In the coming weeks and months, Amnesty will be doing everything we can to support the people of Grassy Narrows to finally achieve the justice they deserve. The youth-led campaign for mercury justice is one of the focal cases of this year’s global Write for Rights campaign, marking the beginning of a year-long campaign mobilizing Amnesty members and supporters in Canada and around the world. Sign up for Write for Rights now.
The people of Grassy Narrows First Nation in northwest Ontario have been hard-hit by mercury poisoning, after the government allowed a pulp mill to dump 10 tons of waste into a river in the 1960s. The damaging effects are still seen today.
Next year marks 50 years since the public first became aware of mercury poisoning at Asubpeeschoseewagong (Grassy Narrows). In all this time, the people of the Grassy Narrows First Nation have never received the help they need to deal with the devastating, and still ongoing, consequences of the poisoning of their river system and the fish on which they depend.
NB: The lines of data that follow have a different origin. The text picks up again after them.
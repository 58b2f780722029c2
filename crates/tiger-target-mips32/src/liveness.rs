//! Block-local liveness and use-count analysis.
//!
//! Liveness is computed backward over one generated block at a time and is
//! never propagated from successor blocks; the allocator relies on stack
//! slots as the only source of truth across block boundaries.

use alloc::{
    collections::{BTreeSet, VecDeque},
    string::{String, ToString},
    vec,
    vec::Vec,
};

use mips32_asm::Instruction;

use crate::block::BasicBlock;

/// The virtual register defined by this instruction, if any.
///
/// Only defining ops with a virtual destination count; physical
/// destinations are outside allocation's jurisdiction.
pub(crate) fn def_name(inst: &Instruction) -> Option<&str> {
    if !inst.op.is_def() {
        return None;
    }
    inst.operands
        .first()
        .and_then(|operand| operand.reg_ref())
        .and_then(|reg| reg.virt_name())
}

/// The virtual registers this instruction references (reads).
///
/// The destination operand of a defining instruction is excluded; memory
/// operand bases are included.
pub(crate) fn referenced_names(inst: &Instruction) -> Vec<String> {
    let skip_dest = inst.op.is_def();
    inst.operands
        .iter()
        .enumerate()
        .filter(|(j, _)| !(skip_dest && *j == 0))
        .filter_map(|(_, operand)| operand.reg_ref())
        .filter_map(|reg| reg.virt_name())
        .map(|name| name.to_string())
        .collect()
}

/// Variables referenced at `index` whose most recent definition lies
/// earlier in the block.
fn upward_exposed(asm: &[Instruction], index: usize) -> BTreeSet<String> {
    let mut vars = BTreeSet::new();
    if index == 0 {
        return vars;
    }
    let refs = referenced_names(&asm[index]);
    for inst in &asm[..index] {
        if let Some(defined) = def_name(inst) {
            if refs.iter().any(|name| name == defined) {
                vars.insert(defined.to_string());
            }
        }
    }
    vars
}

/// Compute per-instruction live-in/live-out sets by backward fixpoint.
///
/// The worklist is seeded with every instruction index; an index is
/// re-enqueued whenever its computed live-in changes.
fn compute_live_sets(block: &mut BasicBlock) {
    let n = block.asm.len();
    block.live_in = vec![BTreeSet::new(); n];
    block.live_out = vec![BTreeSet::new(); n];

    let mut worklist: VecDeque<usize> = (0..n).collect();
    while let Some(i) = worklist.pop_front() {
        let live_out = if i + 1 == n {
            BTreeSet::new()
        } else {
            block.live_in[i + 1].clone()
        };

        let mut live_in = live_out.clone();
        if let Some(defined) = def_name(&block.asm[i]) {
            live_in.remove(defined);
        }
        live_in.extend(upward_exposed(&block.asm, i));

        block.live_out[i] = live_out;
        if live_in != block.live_in[i] {
            block.live_in[i] = live_in;
            worklist.push_back(i);
        }
    }
}

/// Count, for every block-defined variable, the number of later
/// instructions in the block that reference it.
fn count_uses(block: &mut BasicBlock) {
    block.uses.clear();
    let n = block.asm.len();
    let mut counted: BTreeSet<String> = BTreeSet::new();

    for i in 0..n.saturating_sub(1) {
        let defined = match def_name(&block.asm[i]) {
            Some(name) => name.to_string(),
            None => continue,
        };
        if !counted.insert(defined.clone()) {
            continue;
        }
        for inst in &block.asm[i + 1..] {
            if referenced_names(inst).iter().any(|name| *name == defined) {
                *block.uses.entry(defined.clone()).or_insert(0) += 1;
            }
        }
    }
}

/// Analyze one block: live sets, then use counts.
pub fn analyze(block: &mut BasicBlock) {
    compute_live_sets(block);
    count_uses(block);
}
//! MIPS32 assembly model.
//!
//! This crate provides:
//! - General-purpose register names (`Reg`)
//! - A structured instruction representation (`Instruction`, `Op`, `Operand`)
//! - Assembly text rendering via `Display`
//!
//! Instructions carry typed operand lists instead of formatted text, so later
//! passes (register allocation, call-boundary rewrites) match on structure
//! rather than re-parsing strings. Memory operands are a distinguished
//! variant carrying a base register and a byte offset.

#![no_std]

extern crate alloc;

mod inst;
mod regs;

pub use inst::{
    addi, jal, jr, label, li, lw, mov, section_text, sw, syscall, vreg, Instruction, Op, Operand,
    RegRef,
};
pub use regs::Reg;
While the campaign for mercury justice led by the youth of Grassy Narrows is gaining momentum, it’s clear that a lot more pressure is needed to break through the now deeply entrenched patterns of delay and deceit that have denied the people of Grassy Narrows their basic human rights for the last five decades.
Beginning in the 1960s, an upstream pulp mill dumped an estimated 10 tons of mercury waste into the English and Wabigoon river system. The company is long gone, but deadly mercury remains in the river sediment and continues to accumulate in fish.
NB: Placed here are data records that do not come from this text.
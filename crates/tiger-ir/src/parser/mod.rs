//! Parser for the Tiger IR text format.

mod error;
mod function;
mod primitives;
mod program;

use error::parse_error;
pub use error::ParseError;
use function::parse_function_internal;
use program::parse_program_internal;

use crate::{function::Function, program::Program};

/// Parse a complete program from IR text.
pub fn parse_program(input: &str) -> Result<Program, ParseError> {
    let trimmed = input.trim();
    match parse_program_internal(trimmed) {
        Ok(("", program)) => Ok(program),
        Ok((remaining, program)) => {
            if remaining.trim().is_empty() {
                Ok(program)
            } else {
                Err(parse_error(
                    trimmed,
                    remaining,
                    &alloc::format!("Unexpected input remaining: {}", remaining),
                ))
            }
        }
        Err(e) => Err(parse_error(
            trimmed,
            trimmed,
            &alloc::format!("Parse error: {:?}", e),
        )),
    }
}

/// Parse a single function from IR text.
pub fn parse_function(input: &str) -> Result<Function, ParseError> {
    let trimmed = input.trim();
    match parse_function_internal(trimmed) {
        Ok(("", func)) => Ok(func),
        Ok((remaining, func)) => {
            if remaining.trim().is_empty() {
                Ok(func)
            } else {
                Err(parse_error(
                    trimmed,
                    remaining,
                    &alloc::format!("Unexpected input remaining: {}", remaining),
                ))
            }
        }
        Err(e) => Err(parse_error(
            trimmed,
            trimmed,
            &alloc::format!("Parse error: {:?}", e),
        )),
    }
}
Symptoms of mercury poisoning, including seizures and loss of motor control, are widespread at Grassy Narrows, including among young people born long after the community was assured that the mercury contamination would all be washed away. Despite ample evidence of the severe harms experienced by the people of Grassy Narrows, they have never received specialized health care and other supports needed to deal with the impacts. Community-led health studies have confirmed that the community’s overall health is now worse than other First Nations’ and much, much worse than the general public’s.
In 2017, the Trudeau government promised that it would deal with the crisis of mercury poisoning in Grassy Narrows “once and for all”. The federal minister responsible for health care and other basic services in First Nations communities promised to fund a specialized care facility for community members suffering from the debilitating effects of mercury poisoning. And last May, the Minister announced that he was travelling to Grassy Narrows to sign an agreement to allow construction of the care facility to finally begin.
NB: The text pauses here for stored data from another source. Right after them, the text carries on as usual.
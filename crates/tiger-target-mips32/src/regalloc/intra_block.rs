//! The intra-block register allocator.
//!
//! One basic block at a time: analyze, rank defined variables by use
//! count, hand the top eight a temporary register, spill the rest, and
//! rewrite. Register residents are flushed to their slots before every
//! control transfer, so across a block boundary the only source of truth
//! for a variable's value is its stack slot, never a register.

use alloc::{
    collections::{BTreeMap, BTreeSet},
    string::{String, ToString},
    vec::Vec,
};

use mips32_asm::{addi, sw, Instruction, Reg};

use crate::{
    abi::Abi,
    block::BasicBlock,
    frame::{FrameMaps, OffsetMap},
    liveness,
    lower::LeaderKey,
};

use super::{call_shapes, is_return_jump, rewrite_instruction, RegisterAllocator};

/// Greedy per-block allocation over the `$t0..$t7` budget.
pub struct IntraBlockAllocator {
    blocks: BTreeMap<LeaderKey, BasicBlock>,
    frames: FrameMaps,
    current: Option<String>,
}

impl IntraBlockAllocator {
    /// Create an intra-block allocator over the selector's block map and
    /// per-function offset maps.
    pub fn new(blocks: BTreeMap<LeaderKey, BasicBlock>, frames: FrameMaps) -> Self {
        Self {
            blocks,
            frames,
            current: None,
        }
    }

    fn current_map(&self) -> &OffsetMap {
        let name = self
            .current
            .as_ref()
            .expect("allocation outside any function");
        self.frames.get(name).expect("function has no offset map")
    }

    fn current_map_mut(&mut self) -> &mut OffsetMap {
        let name = self
            .current
            .as_ref()
            .expect("allocation outside any function");
        self.frames
            .get_mut(name)
            .expect("function has no offset map")
    }

    /// Store every register-resident variable back to its stack slot.
    fn flush(&self, register_map: &BTreeMap<String, Reg>) -> Vec<Instruction> {
        let map = self.current_map();
        register_map
            .iter()
            .map(|(name, reg)| {
                let offset = map
                    .byte_offset(name)
                    .expect("flushed variable has no stack slot");
                sw(*reg, Reg::SP, offset)
            })
            .collect()
    }

    /// Rewrite one analyzed block.
    fn allocate_block(&mut self, mut block: BasicBlock) -> Vec<Instruction> {
        // Call-boundary reconciliation first: drop the selector's generic
        // save/restore groups so their plumbing neither survives nor skews
        // the use counts, and remember where the spill flush goes.
        let shapes = call_shapes(&block.asm);
        let mut skip: BTreeSet<usize> = BTreeSet::new();
        let mut flush_at: BTreeSet<usize> = BTreeSet::new();
        for shape in shapes.values() {
            skip.extend(shape.save.clone());
            skip.extend(shape.restore.clone());
            flush_at.insert(shape.ra_save_addi);
        }
        let mut flush_marks: BTreeSet<usize> = BTreeSet::new();
        let mut kept: Vec<Instruction> = Vec::new();
        for (idx, inst) in block.asm.iter().enumerate() {
            if skip.contains(&idx) {
                continue;
            }
            if flush_at.contains(&idx) {
                flush_marks.insert(kept.len());
            }
            kept.push(inst.clone());
        }
        block.asm = kept;

        liveness::analyze(&mut block);

        // Assign the most-used defined variables to the temporary pool,
        // ties broken by name.
        let mut ranked: Vec<(String, u32)> =
            block.uses.iter().map(|(name, count)| (name.clone(), *count)).collect();
        ranked.sort_by(|a, b| b.1.cmp(&a.1).then_with(|| a.0.cmp(&b.0)));
        let register_map: BTreeMap<String, Reg> = ranked
            .into_iter()
            .take(Abi::TEMP_POOL.len())
            .enumerate()
            .map(|(i, (name, _))| (name, Abi::TEMP_POOL[i]))
            .collect();

        let mut out = Vec::new();
        let mut exited_on_transfer = false;

        for (idx, inst) in block.asm.iter().enumerate() {
            if flush_marks.contains(&idx) {
                out.extend(self.flush(&register_map));
            }
            if let Some(name) = inst.label_name() {
                if self.frames.contains_function(name) {
                    self.current = Some(name.to_string());
                }
                out.push(inst.clone());
                continue;
            }
            if is_return_jump(inst) {
                // A block-ending return flushes, then pops every slot
                // reserved for this function so far.
                exited_on_transfer = true;
                out.extend(self.flush(&register_map));
                let slots = self.current_map().len() as i32;
                out.push(addi(Reg::SP, Reg::SP, 4 * slots));
                out.push(inst.clone());
                continue;
            }

            rewrite_instruction(inst, self.current_map_mut(), &register_map, &mut out);

            if inst.op.is_branch() {
                // Flush before the transfer, after its operand loads.
                exited_on_transfer = true;
                let pos = out.len() - 1;
                for (k, store) in self.flush(&register_map).into_iter().enumerate() {
                    out.insert(pos + k, store);
                }
            }
            if inst.op.is_jump() {
                exited_on_transfer = true;
            }
        }

        // A block that fell off its end without any transfer still flushes,
        // so the next block can reload from memory.
        if !exited_on_transfer {
            out.extend(self.flush(&register_map));
        }
        out
    }
}

impl RegisterAllocator for IntraBlockAllocator {
    fn allocate(&mut self, instructions: Vec<Instruction>) -> Vec<Instruction> {
        let mut out = Vec::new();
        let mut i = 0;
        while i < instructions.len() {
            let key = LeaderKey {
                inst: instructions[i].clone(),
                index: i,
            };
            if let Some(block) = self.blocks.remove(&key) {
                let span = block.asm.len();
                out.extend(self.allocate_block(block));
                i += span;
            } else {
                out.push(instructions[i].clone());
                i += 1;
            }
        }
        out
    }
}

#[cfg(test)]
mod tests {
    use alloc::{format, vec::Vec};

    use tiger_ir::parse_program;

    use super::super::RegisterAllocator;
    use super::*;
    use crate::lower::lower_program;

    fn allocate(src: &str) -> Vec<String> {
        let program = parse_program(src).expect("Failed to parse IR program");
        let lowering = lower_program(&program);
        let mut allocator = IntraBlockAllocator::new(lowering.blocks, lowering.frames);
        allocator
            .allocate(lowering.instructions)
            .iter()
            .map(|i| format!("{}", i))
            .collect()
    }

    #[test]
    fn test_most_used_variables_get_temporaries() {
        let lines = allocate(
            r#"
#start_function
void main():
int-list: a, b, c
    assign, a, 3
    add, b, a, 4
    add, c, a, b
    call, puti, c
#end_function
"#,
        );
        // a has the most uses and takes $t0; b and c follow.
        assert!(lines.contains(&String::from("li $t0, 3")));
        assert!(lines.contains(&String::from("addi $t1, $t0, 4")));
        assert!(lines.contains(&String::from("add $t2, $t0, $t1")));
        assert!(lines.contains(&String::from("move $a0, $t2")));
    }

    #[test]
    fn test_register_budget_capped_at_eight() {
        // Ten hot variables in one block: only $t0..$t7 may appear as
        // assigned temporaries; the rest reload through $t8/$t9.
        let src = r#"
#start_function
void main():
int-list: v0x, v1x, v2x, v3x, v4x, v5x, v6x, v7x, v8x, v9x, s
    assign, v0x, 1
    assign, v1x, 1
    assign, v2x, 1
    assign, v3x, 1
    assign, v4x, 1
    assign, v5x, 1
    assign, v6x, 1
    assign, v7x, 1
    assign, v8x, 1
    assign, v9x, 1
    add, s, v0x, v1x
    add, s, v2x, v3x
    add, s, v4x, v5x
    add, s, v6x, v7x
    add, s, v8x, v9x
    call, puti, s
#end_function
"#;
        let lines = allocate(src);
        for line in &lines {
            assert!(
                !line.contains("$v0x")
                    && !line.contains("$v9x")
                    && !line.contains("$s,")
                    && !line.contains(", $s"),
                "virtual register survived: {}",
                line
            );
        }
        // Spill traffic exists: some sources reload through scratch.
        assert!(lines.iter().any(|l| l.starts_with("lw $t8, ")
            || l.starts_with("lw $t9, ")));
    }

    #[test]
    fn test_flush_before_branch() {
        let lines = allocate(
            r#"
#start_function
void main():
int-list: i
    assign, i, 1
    add, i, i, 2
    brgt, done, i, 0
done:
#end_function
"#,
        );
        let branch_pos = lines.iter().position(|l| l.starts_with("bgt ")).unwrap();
        // The register resident i is stored to its slot before the branch.
        assert_eq!(lines[branch_pos - 1], "sw $t0, 0($sp)");
    }

    #[test]
    fn test_call_boundary_elision_single_bracket() {
        let lines = allocate(
            r#"
#start_function
int add2(int a, int b):
int-list: t
    add, t, a, b
    return, t
#end_function

#start_function
void main():
int-list: x
    callr, x, add2, 3, 4
    call, puti, x
#end_function
"#,
        );
        let jal_pos = lines.iter().position(|l| l == "jal add2").unwrap();
        // Exactly one stack-growth/shrink pair brackets the call: the
        // return-address save. The generic save/restore groups are gone.
        assert_eq!(lines[jal_pos - 1], "sw $ra, 0($sp)");
        assert_eq!(lines[jal_pos - 2], "addi $sp, $sp, -4");
        assert_eq!(lines[jal_pos + 1], "lw $ra, 0($sp)");
        assert_eq!(lines[jal_pos + 2], "addi $sp, $sp, 4");

        let growths: Vec<usize> = lines
            .iter()
            .enumerate()
            .filter(|(_, l)| l.starts_with("addi $sp, $sp, -"))
            .map(|(i, _)| i)
            .collect();
        // Stack growths in main: one per slot creation (x) plus the single
        // ra bracket; none from the generic save group.
        let main_pos = lines.iter().position(|l| l == "main:").unwrap();
        let growths_in_main: Vec<usize> =
            growths.into_iter().filter(|&i| i > main_pos).collect();
        assert_eq!(growths_in_main.len(), 2);
    }

    #[test]
    fn test_result_capture_stored_to_slot() {
        let lines = allocate(
            r#"
#start_function
int add2(int a, int b):
int-list: t
    add, t, a, b
    return, t
#end_function

#start_function
void main():
int-list: x
    callr, x, add2, 3, 4
    call, puti, x
#end_function
"#,
        );
        // The captured result goes through scratch into x's slot, so the
        // next block (which reloads from memory) sees it.
        let pos = lines.iter().position(|l| l == "move $t8, $v0").unwrap();
        assert_eq!(lines[pos + 1], "sw $t8, 0($sp)");
    }

    #[test]
    fn test_return_pops_all_slots() {
        let lines = allocate(
            r#"
#start_function
int add2(int a, int b):
int-list: t
    add, t, a, b
    return, t
#end_function

#start_function
void main():
int-list: x
    callr, x, add2, 1, 2
#end_function
"#,
        );
        let jr_pos = lines.iter().position(|l| l == "jr $ra").unwrap();
        // add2 reserved three slots (a, b, t): 12 bytes popped at return.
        assert_eq!(lines[jr_pos - 1], "addi $sp, $sp, 12");
    }

    #[test]
    fn test_blocks_consumed_once() {
        let program = parse_program(
            r#"
#start_function
void main():
int-list: i
    assign, i, 0
loop0:
    add, i, i, 1
    goto, loop0
#end_function
"#,
        )
        .expect("Failed to parse IR program");
        let lowering = lower_program(&program);
        let block_count = lowering.blocks.len();
        assert!(block_count >= 2);
        let mut allocator = IntraBlockAllocator::new(lowering.blocks, lowering.frames);
        let out = allocator.allocate(lowering.instructions);
        // All blocks were found and rewritten; no unresolved virtuals.
        assert!(allocator.blocks.is_empty());
        assert!(out
            .iter()
            .all(|inst| !format!("{}", inst).contains("$i")));
    }
}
However, that’s not how things worked out. Although then Indigenous Services Minister Seamus O’Regan told reporters that the federal government was prepared to enter a long-term, legally binding commitment to fully fund the mercury home, the Toronto Star later reported that the proposed agreement was rejected by Grassy Narrows because it contained none of those commitments. Instead, what was actually offered by the federal government was partial funding that could be withdrawn at any time.
Federal officials have said that their proposal simply reflected the standard terms for government agreements. However, business as usual is the opposite of what this unique and tragic situation requires.
In the coming weeks and months, Amnesty will be doing everything we can to support the people of Grassy Narrows to finally achieve the justice they deserve. The youth-led campaign for mercury justice is one of the focal cases of this year’s global Write for Rights campaign. We’re hopeful that an outpouring of support from around the world will help put pressure on the federal government to finally turn promises into concrete actions consistent with the urgency of the situation.
But we’re not stopping there. Write for Rights will mark the beginning of a year-long campaign mobilizing Amnesty members and supporters in Canada and around the world. At stake is the right of every young person at Grassy Narrows to grow up in a healthy environment and a thriving community. Also at issue is the deeper concern about the racism and indifference that has denied the people of Grassy Narrows their basic human rights for so long.
Days before Minister O’Regan was in Grassy Narrows, the United Nations Special Rapporteur on toxic wastes, Baskut Tuncak, also visited Grassy Narrows. The UN expert’s conclusion: “There exists a pattern in Canada where marginalized groups, Indigenous peoples in particular, find themselves on the wrong side of a toxic divide, subject to conditions that would not be acceptable elsewhere in Canada.”